### What the exercise asks:
Every line of the material is to be set down exactly as written.

╔══

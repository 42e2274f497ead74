//! Audio device port interfaces
//!
//! Input adapters deliver blocks through a [`BlockSink`], never by touching
//! session state. Output adapters play decoded audio and report completion.

use std::sync::atomic::{AtomicU64, Ordering};
use std::sync::Arc;

use async_trait::async_trait;
use tokio::sync::mpsc::{self, error::TrySendError};

use crate::domain::audio::{AudioBlock, AudioConfig, DecodedAudio};
use crate::domain::error::AudioDeviceError;

/// An input device as reported by the host
#[derive(Debug, Clone, PartialEq, Eq)]
pub struct DeviceInfo {
    pub name: String,
    pub is_default: bool,
    pub default_sample_rate: Option<u32>,
    pub channels: Option<u16>,
}

/// Events delivered from the device callback to the capture task
#[derive(Debug)]
pub enum InputEvent {
    Block(AudioBlock),
    Fault { message: String, fatal: bool },
}

/// Producer half of the bounded channel between a device callback and the
/// capture task. Every method is non-blocking.
#[derive(Debug, Clone)]
pub struct BlockSink {
    tx: mpsc::Sender<InputEvent>,
    dropped: Arc<AtomicU64>,
}

impl BlockSink {
    /// Create a sink and the receiver the capture task reads from
    pub fn channel(capacity: usize) -> (Self, BlockReceiver) {
        let (tx, rx) = mpsc::channel(capacity.max(1));
        let dropped = Arc::new(AtomicU64::new(0));
        (
            Self {
                tx,
                dropped: Arc::clone(&dropped),
            },
            BlockReceiver { rx, dropped },
        )
    }

    /// Queue a block. Returns false when the block was dropped.
    pub fn push_block(&self, block: AudioBlock) -> bool {
        match self.tx.try_send(InputEvent::Block(block)) {
            Ok(()) => true,
            Err(TrySendError::Full(_)) => {
                let dropped = self.dropped.fetch_add(1, Ordering::Relaxed) + 1;
                // First drop and then every 50th, the callback runs hundreds of times a second
                if dropped == 1 || dropped % 50 == 0 {
                    tracing::warn!(dropped, "capture channel full, dropping audio block");
                }
                false
            }
            Err(TrySendError::Closed(_)) => false,
        }
    }

    /// Report a stream fault. Fatal faults end the capture.
    pub fn fault(&self, message: impl Into<String>, fatal: bool) {
        let message = message.into();
        if let Err(e) = self.tx.try_send(InputEvent::Fault {
            message: message.clone(),
            fatal,
        }) {
            if matches!(e, TrySendError::Full(_)) {
                tracing::error!(%message, fatal, "capture channel full, stream fault not delivered");
            }
        }
    }

    /// Number of blocks dropped because the channel was full
    pub fn dropped(&self) -> u64 {
        self.dropped.load(Ordering::Relaxed)
    }

    /// True once the capture task has gone away
    pub fn is_closed(&self) -> bool {
        self.tx.is_closed()
    }
}

/// Consumer half of a [`BlockSink`] channel.
///
/// Holds no sender, so `recv` returns `None` once the adapter drops its sink.
#[derive(Debug)]
pub struct BlockReceiver {
    rx: mpsc::Receiver<InputEvent>,
    dropped: Arc<AtomicU64>,
}

impl BlockReceiver {
    pub async fn recv(&mut self) -> Option<InputEvent> {
        self.rx.recv().await
    }

    /// Take an already delivered event without waiting
    pub fn try_recv(&mut self) -> Option<InputEvent> {
        self.rx.try_recv().ok()
    }

    /// Refuse further events; queued ones stay readable
    pub fn close(&mut self) {
        self.rx.close();
    }

    pub fn dropped(&self) -> u64 {
        self.dropped.load(Ordering::Relaxed)
    }
}

/// An open input stream.
///
/// Dropping the box without calling `close` also releases the device, but
/// only `close` guarantees the release has happened when it returns.
pub trait InputStream: Send {
    /// Rate the device actually delivers blocks at
    fn sample_rate(&self) -> u32;

    /// Stop the stream and block until the device is released
    fn close(self: Box<Self>);
}

/// Port for opening the capture device
pub trait AudioInput: Send + Sync {
    /// Open the configured (or default) input and start delivering blocks
    /// of `config.block_size()` mono samples into `sink`.
    ///
    /// May block while the driver starts; callers run it off the async runtime.
    fn open(
        &self,
        config: &AudioConfig,
        sink: BlockSink,
    ) -> Result<Box<dyn InputStream>, AudioDeviceError>;
}

/// Port for listing capture devices
pub trait DeviceEnumerator: Send + Sync {
    fn list_input_devices(&self) -> Result<Vec<DeviceInfo>, AudioDeviceError>;
}

/// A playback in progress
#[async_trait]
pub trait PlaybackStream: Send + Sync {
    /// Stop immediately. Idempotent.
    fn stop(&self);

    /// Resolves once playback has ended (naturally or by `stop`) and the
    /// output device has been released.
    async fn finished(&self);
}

/// Port for the playback device
pub trait AudioOutput: Send + Sync {
    fn start(&self, audio: DecodedAudio) -> Result<Box<dyn PlaybackStream>, AudioDeviceError>;
}

#[cfg(test)]
mod tests {
    use super::*;
    use std::time::Instant;

    fn block() -> AudioBlock {
        AudioBlock::new(vec![0.0; 4], 16_000, Instant::now())
    }

    #[tokio::test]
    async fn sink_delivers_in_order() {
        let (sink, mut rx) = BlockSink::channel(4);
        sink.push_block(AudioBlock::new(vec![1.0], 16_000, Instant::now()));
        sink.push_block(AudioBlock::new(vec![2.0], 16_000, Instant::now()));

        for expected in [1.0, 2.0] {
            match rx.recv().await {
                Some(InputEvent::Block(b)) => assert_eq!(b.samples(), &[expected]),
                other => panic!("unexpected event {:?}", other),
            }
        }
    }

    #[tokio::test]
    async fn overflow_is_counted_not_blocking() {
        let (sink, rx) = BlockSink::channel(2);
        assert!(sink.push_block(block()));
        assert!(sink.push_block(block()));
        assert!(!sink.push_block(block()));
        assert!(!sink.push_block(block()));
        assert_eq!(sink.dropped(), 2);
        assert_eq!(rx.dropped(), 2);
    }

    #[tokio::test]
    async fn closed_receiver_is_detected() {
        let (sink, rx) = BlockSink::channel(2);
        drop(rx);
        assert!(sink.is_closed());
        assert!(!sink.push_block(block()));
        assert_eq!(sink.dropped(), 0);
    }

    #[tokio::test]
    async fn receiver_ends_when_sink_dropped() {
        let (sink, mut rx) = BlockSink::channel(2);
        sink.push_block(block());
        drop(sink);
        assert!(matches!(rx.recv().await, Some(InputEvent::Block(_))));
        assert!(rx.recv().await.is_none());
    }

    #[tokio::test]
    async fn faults_are_delivered() {
        let (sink, mut rx) = BlockSink::channel(2);
        sink.fault("device unplugged", true);
        match rx.recv().await {
            Some(InputEvent::Fault { message, fatal }) => {
                assert_eq!(message, "device unplugged");
                assert!(fatal);
            }
            other => panic!("unexpected event {:?}", other),
        }
    }
}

╚══

### Task solution:
repository 42e2274f497ead74
//! Audio device port interfaces
//!
//! Input adapters deliver blocks through a [`BlockSink`], never by touching
//! session state. Output adapters play decoded audio and report completion.

use std::sync::atomic::{AtomicU64, Ordering};
use std::sync::Arc;

use async_trait::async_trait;
use tokio::sync::mpsc::{self, error::TrySendError};

use crate::domain::audio::{AudioBlock, AudioConfig, DecodedAudio};
use crate::domain::error::AudioDeviceError;

/// An input device as reported by the host
#[derive(Debug, Clone, PartialEq, Eq)]
pub struct DeviceInfo {
    pub name: String,
    pub is_default: bool,
    pub default_sample_rate: Option<u32>,
    pub channels: Option<u16>,
}

/// Events delivered from the device callback to the capture task
#[derive(Debug)]
pub enum InputEvent {
    Block(AudioBlock),
    Fault { message: String, fatal: bool },
}

/// Producer half of the bounded channel between a device callback and the
/// capture task. Every method is non-blocking.
#[derive(Debug, Clone)]
pub struct BlockSink {
    tx: mpsc::Sender<InputEvent>,
    dropped: Arc<AtomicU64>,
}

impl BlockSink {
    /// Create a sink and the receiver the capture task reads from
    pub fn channel(capacity: usize) -> (Self, BlockReceiver) {
        let (tx, rx) = mpsc::channel(capacity.max(1));
        let dropped = Arc::new(AtomicU64::new(0));
        (
            Self {
                tx,
                dropped: Arc::clone(&dropped),
            },
            BlockReceiver { rx, dropped },
        )
    }

    /// Queue a block. Returns false when the block was dropped.
    pub fn push_block(&self, block: AudioBlock) -> bool {
        match self.tx.try_send(InputEvent::Block(block)) {
            Ok(()) => true,
            Err(TrySendError::Full(_)) => {
                let dropped = self.dropped.fetch_add(1, Ordering::Relaxed) + 1;
                // First drop and then every 50th, the callback runs hundreds of times a second
                if dropped == 1 || dropped % 50 == 0 {
                    tracing::warn!(dropped, "capture channel full, dropping audio block");
                }
                false
            }
            Err(TrySendError::Closed(_)) => false,
        }
    }

    /// Report a stream fault. Fatal faults end the capture.
    pub fn fault(&self, message: impl Into<String>, fatal: bool) {
        let message = message.into();
        if let Err(e) = self.tx.try_send(InputEvent::Fault {
            message: message.clone(),
            fatal,
        }) {
            if matches!(e, TrySendError::Full(_)) {
                tracing::error!(%message, fatal, "capture channel full, stream fault not delivered");
            }
        }
    }

    /// Number of blocks dropped because the channel was full
    pub fn dropped(&self) -> u64 {
        self.dropped.load(Ordering::Relaxed)
    }

    /// True once the capture task has gone away
    pub fn is_closed(&self) -> bool {
        self.tx.is_closed()
    }
}

/// Consumer half of a [`BlockSink`] channel.
///
/// Holds no sender, so `recv` returns `None` once the adapter drops its sink.
#[derive(Debug)]
pub struct BlockReceiver {
    rx: mpsc::Receiver<InputEvent>,
    dropped: Arc<AtomicU64>,
}

impl BlockReceiver {
    pub async fn recv(&mut self) -> Option<InputEvent> {
        self.rx.recv().await
    }

    /// Take an already delivered event without waiting
    pub fn try_recv(&mut self) -> Option<InputEvent> {
        self.rx.try_recv().ok()
    }

    /// Refuse further events; queued ones stay readable
    pub fn close(&mut self) {
        self.rx.close();
    }

    pub fn dropped(&self) -> u64 {
        self.dropped.load(Ordering::Relaxed)
    }
}

/// An open input stream.
///
/// Dropping the box without calling `close` also releases the device, but
/// only `close` guarantees the release has happened when it returns.
pub trait InputStream: Send {
    /// Rate the device actually delivers blocks at
    fn sample_rate(&self) -> u32;

    /// Stop the stream and block until the device is released
    fn close(self: Box<Self>);
}

/// Port for opening the capture device
pub trait AudioInput: Send + Sync {
    /// Open the configured (or default) input and start delivering blocks
    /// of `config.block_size()` mono samples into `sink`.
    ///
    /// May block while the driver starts; callers run it off the async runtime.
    fn open(
        &self,
        config: &AudioConfig,
        sink: BlockSink,
    ) -> Result<Box<dyn InputStream>, AudioDeviceError>;
}

/// Port for listing capture devices
pub trait DeviceEnumerator: Send + Sync {
    fn list_input_devices(&self) -> Result<Vec<DeviceInfo>, AudioDeviceError>;
}

/// A playback in progress
#[async_trait]
pub trait PlaybackStream: Send + Sync {
    /// Stop immediately. Idempotent.
    fn stop(&self);

    /// Resolves once playback has ended (naturally or by `stop`) and the
    /// output device has been released.
    async fn finished(&self);
}

/// Port for the playback device
pub trait AudioOutput: Send + Sync {
    fn start(&self, audio: DecodedAudio) -> Result<Box<dyn PlaybackStream>, AudioDeviceError>;
}

#[cfg(test)]
mod tests {
    use super::*;
    use std::time::Instant;

    fn block() -> AudioBlock {
        AudioBlock::new(vec![0.0; 4], 16_000, Instant::now())
    }

    #[tokio::test]
    async fn sink_delivers_in_order() {
        let (sink, mut rx) = BlockSink::channel(4);
        sink.push_block(AudioBlock::new(vec![1.0], 16_000, Instant::now()));
        sink.push_block(AudioBlock::new(vec![2.0], 16_000, Instant::now()));

        for expected in [1.0, 2.0] {
            match rx.recv().await {
                Some(InputEvent::Block(b)) => assert_eq!(b.samples(), &[expected]),
                other => panic!("unexpected event {:?}", other),
            }
        }
    }

    #[tokio::test]
    async fn overflow_is_counted_not_blocking() {
        let (sink, rx) = BlockSink::channel(2);
        assert!(sink.push_block(block()));
        assert!(sink.push_block(block()));
        assert!(!sink.push_block(block()));
        assert!(!sink.push_block(block()));
        assert_eq!(sink.dropped(), 2);
        assert_eq!(rx.dropped(), 2);
    }

    #[tokio::test]
    async fn closed_receiver_is_detected() {
        let (sink, rx) = BlockSink::channel(2);
        drop(rx);
        assert!(sink.is_closed());
        assert!(!sink.push_block(block()));
        assert_eq!(sink.dropped(), 0);
    }

    #[tokio::test]
    async fn receiver_ends_when_sink_dropped() {
        let (sink, mut rx) = BlockSink::channel(2);
        sink.push_block(block());
        drop(sink);
        assert!(matches!(rx.recv().await, Some(InputEvent::Block(_))));
        assert!(rx.recv().await.is_none());
    }

    #[tokio::test]
    async fn faults_are_delivered() {
        let (sink, mut rx) = BlockSink::channel(2);
        sink.fault("device unplugged", true);
        match rx.recv().await {
            Some(InputEvent::Fault { message, fatal }) => {
                assert_eq!(message, "device unplugged");
                assert!(fatal);
            }
            other => panic!("unexpected event {:?}", other),
        }
    }
}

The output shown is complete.